### Task statement
What are the lines, copied exactly, from the one containing "pub fn len(&self)" through the last line of the records below, both included?

### Stored items
Start of Block

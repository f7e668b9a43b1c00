//! Component trait and requirement sets

use std::any::{Any, TypeId};

use super::{EntityId, World};

/// Trait for data attached to entities
///
/// An entity holds at most one component of each type. The hooks let a
/// component keep structures outside the entity consistent, e.g. a sprite
/// registering itself with its screen's collision registry.
pub trait Component: Any + Send + Sync {
    /// Called just before the component is stored on `entity`
    fn on_attach(&mut self, _entity: EntityId, _world: &mut World) {}

    /// Called after the component was taken off `entity`, either through
    /// removal or because the entity was destroyed
    fn on_detach(&mut self, _entity: EntityId, _world: &mut World) {}

    /// Carry over the state the hooks maintain from the value being replaced
    ///
    /// Called when a stored component is overwritten in place without the
    /// hooks running, as a [`Modifier`](super::components::Modifier) does.
    /// Components whose hooks keep outside structures in sync copy the
    /// fields those structures depend on.
    fn keep_managed_state(&mut self, _previous: &Self)
    where
        Self: Sized,
    {
    }
}

/// A set of component types a system requires on an entity
#[derive(Debug, Clone, Default, PartialEq, Eq)]
pub struct ComponentSet {
    types: Vec<(TypeId, &'static str)>,
}

impl ComponentSet {
    /// Create an empty set, matching every entity
    pub const fn new() -> Self {
        Self { types: Vec::new() }
    }

    /// Add a component type to the set
    #[must_use]
    pub fn with<T: Component>(mut self) -> Self {
        let id = TypeId::of::<T>();
        if !self.types.iter().any(|(t, _)| *t == id) {
            self.types.push((id, std::any::type_name::<T>()));
        }
        self
    }

    /// Component type ids in this set
    pub fn type_ids(&self) -> impl Iterator<Item = TypeId> + '_ {
        self.types.iter().map(|(id, _)| *id)
    }

    /// Component type names, for diagnostics
    pub fn names(&self) -> impl Iterator<Item = &'static str> + '_ {
        self.types.iter().map(|(_, name)| *name)
    }

    /// Number of component types
    pub fn len(&self) -> usize {
        self.types.len()
    }

    /// Whether the set is empty
    pub fn is_empty(&self) -> bool {
        self.types.is_empty()
    }
}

End of Block

### Solution to the problem
    pub fn len(&self) -> usize {
        self.types.len()
    }

    /// Whether the set is empty
    pub fn is_empty(&self) -> bool {
        self.types.is_empty()
    }
}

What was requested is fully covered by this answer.